Information supplied:
- Opening Delimiter -
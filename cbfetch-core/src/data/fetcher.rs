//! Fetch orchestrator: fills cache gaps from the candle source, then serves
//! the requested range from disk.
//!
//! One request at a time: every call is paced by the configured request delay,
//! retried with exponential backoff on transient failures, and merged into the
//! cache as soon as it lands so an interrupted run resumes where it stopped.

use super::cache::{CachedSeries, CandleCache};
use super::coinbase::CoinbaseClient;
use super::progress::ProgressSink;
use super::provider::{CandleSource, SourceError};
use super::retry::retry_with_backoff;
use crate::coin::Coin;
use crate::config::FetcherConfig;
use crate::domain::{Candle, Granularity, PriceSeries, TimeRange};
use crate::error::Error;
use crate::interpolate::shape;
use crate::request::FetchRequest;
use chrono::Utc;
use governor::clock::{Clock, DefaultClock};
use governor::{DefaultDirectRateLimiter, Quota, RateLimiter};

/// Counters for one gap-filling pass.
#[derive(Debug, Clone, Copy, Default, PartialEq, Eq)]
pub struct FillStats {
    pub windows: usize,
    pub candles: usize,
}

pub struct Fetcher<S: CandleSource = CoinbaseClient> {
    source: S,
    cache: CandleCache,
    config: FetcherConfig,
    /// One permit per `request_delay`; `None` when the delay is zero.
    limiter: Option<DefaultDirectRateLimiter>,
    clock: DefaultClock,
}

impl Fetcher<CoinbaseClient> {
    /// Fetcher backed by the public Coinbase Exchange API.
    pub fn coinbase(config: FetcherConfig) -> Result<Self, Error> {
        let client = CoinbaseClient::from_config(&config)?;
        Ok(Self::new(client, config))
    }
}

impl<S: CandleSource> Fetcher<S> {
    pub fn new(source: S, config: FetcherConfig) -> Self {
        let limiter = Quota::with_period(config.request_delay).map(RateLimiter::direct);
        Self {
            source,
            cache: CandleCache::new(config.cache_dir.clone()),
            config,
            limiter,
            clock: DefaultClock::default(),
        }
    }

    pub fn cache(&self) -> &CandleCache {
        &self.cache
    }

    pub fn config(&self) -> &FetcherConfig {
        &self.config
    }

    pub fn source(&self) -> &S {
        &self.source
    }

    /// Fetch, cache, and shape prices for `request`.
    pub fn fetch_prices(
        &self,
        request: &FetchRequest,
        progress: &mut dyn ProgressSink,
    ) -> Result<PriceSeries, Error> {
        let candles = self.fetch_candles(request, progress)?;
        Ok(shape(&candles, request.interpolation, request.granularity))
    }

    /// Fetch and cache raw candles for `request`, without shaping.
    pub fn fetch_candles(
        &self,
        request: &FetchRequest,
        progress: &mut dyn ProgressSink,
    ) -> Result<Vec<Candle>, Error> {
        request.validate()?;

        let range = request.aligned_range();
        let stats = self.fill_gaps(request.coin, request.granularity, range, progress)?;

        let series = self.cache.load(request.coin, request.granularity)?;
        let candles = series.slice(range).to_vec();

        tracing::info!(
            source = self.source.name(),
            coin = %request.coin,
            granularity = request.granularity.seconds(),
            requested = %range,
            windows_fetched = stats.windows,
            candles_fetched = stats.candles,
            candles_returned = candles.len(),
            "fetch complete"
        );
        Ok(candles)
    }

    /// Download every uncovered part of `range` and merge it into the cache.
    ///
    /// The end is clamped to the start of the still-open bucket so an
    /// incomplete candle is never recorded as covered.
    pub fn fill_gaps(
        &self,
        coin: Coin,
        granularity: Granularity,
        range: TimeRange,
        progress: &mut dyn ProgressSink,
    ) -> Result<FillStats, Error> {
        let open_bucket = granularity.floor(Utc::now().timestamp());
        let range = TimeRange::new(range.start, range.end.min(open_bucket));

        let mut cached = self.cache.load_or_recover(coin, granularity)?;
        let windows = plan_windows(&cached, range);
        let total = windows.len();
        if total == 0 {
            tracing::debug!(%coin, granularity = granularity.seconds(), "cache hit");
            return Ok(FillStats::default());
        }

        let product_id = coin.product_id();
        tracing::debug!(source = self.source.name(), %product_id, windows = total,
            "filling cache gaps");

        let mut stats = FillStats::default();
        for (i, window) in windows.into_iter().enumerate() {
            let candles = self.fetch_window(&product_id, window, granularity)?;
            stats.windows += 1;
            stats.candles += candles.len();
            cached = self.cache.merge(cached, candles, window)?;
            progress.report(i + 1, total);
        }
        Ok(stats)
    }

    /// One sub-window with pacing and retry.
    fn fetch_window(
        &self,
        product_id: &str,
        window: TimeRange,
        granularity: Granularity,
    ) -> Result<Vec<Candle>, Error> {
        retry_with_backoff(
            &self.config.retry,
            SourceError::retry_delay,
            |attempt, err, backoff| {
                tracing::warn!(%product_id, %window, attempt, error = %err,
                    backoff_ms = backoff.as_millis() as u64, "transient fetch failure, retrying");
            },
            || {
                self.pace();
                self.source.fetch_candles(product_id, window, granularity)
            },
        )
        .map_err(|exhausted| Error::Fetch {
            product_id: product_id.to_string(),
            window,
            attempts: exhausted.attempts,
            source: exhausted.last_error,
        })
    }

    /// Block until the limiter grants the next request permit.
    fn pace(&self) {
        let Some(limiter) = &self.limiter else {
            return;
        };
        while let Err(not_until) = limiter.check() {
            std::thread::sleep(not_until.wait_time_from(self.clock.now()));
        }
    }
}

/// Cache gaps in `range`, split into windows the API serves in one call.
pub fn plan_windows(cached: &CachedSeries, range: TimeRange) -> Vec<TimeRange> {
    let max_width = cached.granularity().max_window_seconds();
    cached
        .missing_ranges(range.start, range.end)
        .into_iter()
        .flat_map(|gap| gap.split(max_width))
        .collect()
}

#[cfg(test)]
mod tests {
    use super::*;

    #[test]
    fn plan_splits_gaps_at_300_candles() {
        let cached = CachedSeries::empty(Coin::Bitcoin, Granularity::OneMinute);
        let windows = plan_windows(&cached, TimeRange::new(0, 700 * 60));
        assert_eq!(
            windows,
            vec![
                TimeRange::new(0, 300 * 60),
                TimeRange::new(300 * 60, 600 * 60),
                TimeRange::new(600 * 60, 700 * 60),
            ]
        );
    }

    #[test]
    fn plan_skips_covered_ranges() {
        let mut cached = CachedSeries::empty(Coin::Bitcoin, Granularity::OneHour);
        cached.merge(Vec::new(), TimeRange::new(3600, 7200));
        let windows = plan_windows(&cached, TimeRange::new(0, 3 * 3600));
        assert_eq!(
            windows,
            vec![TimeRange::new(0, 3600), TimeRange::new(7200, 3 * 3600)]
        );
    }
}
- Closing Delimiter -
Scan the material for the string "PriceSeries". Copy each line where it appears.

use crate::domain::{Candle, Granularity, PriceSeries, TimeRange};
    ) -> Result<PriceSeries, Error> {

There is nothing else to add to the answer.